Character is the reason we care what happens and the fire that fuels our need to watch a villain get their comeuppance. Throughout the pandemic, I have seen stunning examples of love and generosity from people and I’ve also seen actions born of fear, greed, and selfishness. The maze keeps them going and it also shapes who they are.

Your characters’ character makes or breaks your book. If they’re one-dimensional or unrealistic and inhuman, you can put a plot twist on every page and the reader still won’t care what happens. 

And how do you make certain your characters don’t become victims of bad writing? 

Should you rattle off long descriptions of who you want them to be? Filling the pages with corresponding adjectives between the dialogue. They are kind and trustworthy or mean and pernicious. Nope. Don’t tell me what they are. Tell me what they do.   

Let’s look back again at Jane. What Charlotte Bronte says about her isn’t what makes her a character. Her aunt’s hatred, Mr. Brocklehurst’s cruelty, and Mr. Rochester’s passion and deception make up the maze Jane must walk through, but it’s what she does in the maze, the turns she takes, that piece together her character page by page. When she was thrown in the red room for punishment, the author didn’t say, ‘Jane was scared,’ the author told us how she screamed. When her friend fell sick, I didn’t read ‘Jane was sad,’ I watched her crawl into that small bed and hold Helen in her arms as she stopped breathing. And when she was faced with Mr. Rochester’s betrayal, I didn’t read ‘Jane felt like giving up,’ I followed her as, instead of doing what was easy, she fled crying out onto the moors to an uncertain future. 

It’s the actions a character takes, the decisions they make that connect them to the reader, that brings them to life. Characters are the center of the story. Why should a reader care when a character is cut if they don’t bleed because the author forgot to add a heart? And if the heart of the story isn’t beating, it’s not a body you have but a corpse, not a novel but paper.

So, what does that mean for the question? What do you need to be best at? The answer is both. You can’t afford to neglect either. Both need to be great. Both need to be the voice in your head telling you to do better. The answer is clear. The problem is that none of us are perfect. I will never write a book with perfect plot and perfect characters. I’m only human. 

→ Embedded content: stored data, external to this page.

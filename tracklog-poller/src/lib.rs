//! tracklog-poller: now-playing feed recorder
//!
//! Polls the station's now-playing feed, resolves album art for each new
//! track and records it in the shared track history.

pub mod artwork;
pub mod fallback;
pub mod feed;
pub mod matcher;
pub mod poller;

pub use artwork::ArtworkResolver;
pub use feed::{HttpPlaylistFeed, PlaylistFeed};
pub use poller::{CycleSummary, Poller, PollerSettings};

I guess it’s all hopeless then? Nope. It’s not about being perfect at either. It’s about trying to be. About never settling in your writing. About always trying to do better and be better at what we do. Talk to each other. Show each other your work and pick it apart. Read. Like, a lot! Want to be a better writer? Read, read, read. Strive for excellence every time you type/write/think a word and then you don’t have to worry about which ball is more important because you won’t drop either.

Disagree? Which aspect of a novel do you think is most important? Or, how do you strive to be a better writer? Comment below with your tips and opinions!

7 thoughts on “Plot or Character: Is it really Black and White?

  1. Jen L

    Agreed, you need both. Speaking of which, I really need to read Jane Eyre. I’ve read Villette and Wuthering Heights but I’ve yet to read what is arguably the most famous piece of literary work from the Bronte family.

  2. Jenny Ham

    I say both interact with each other. Plot seems more important but takes the right character to make it really good.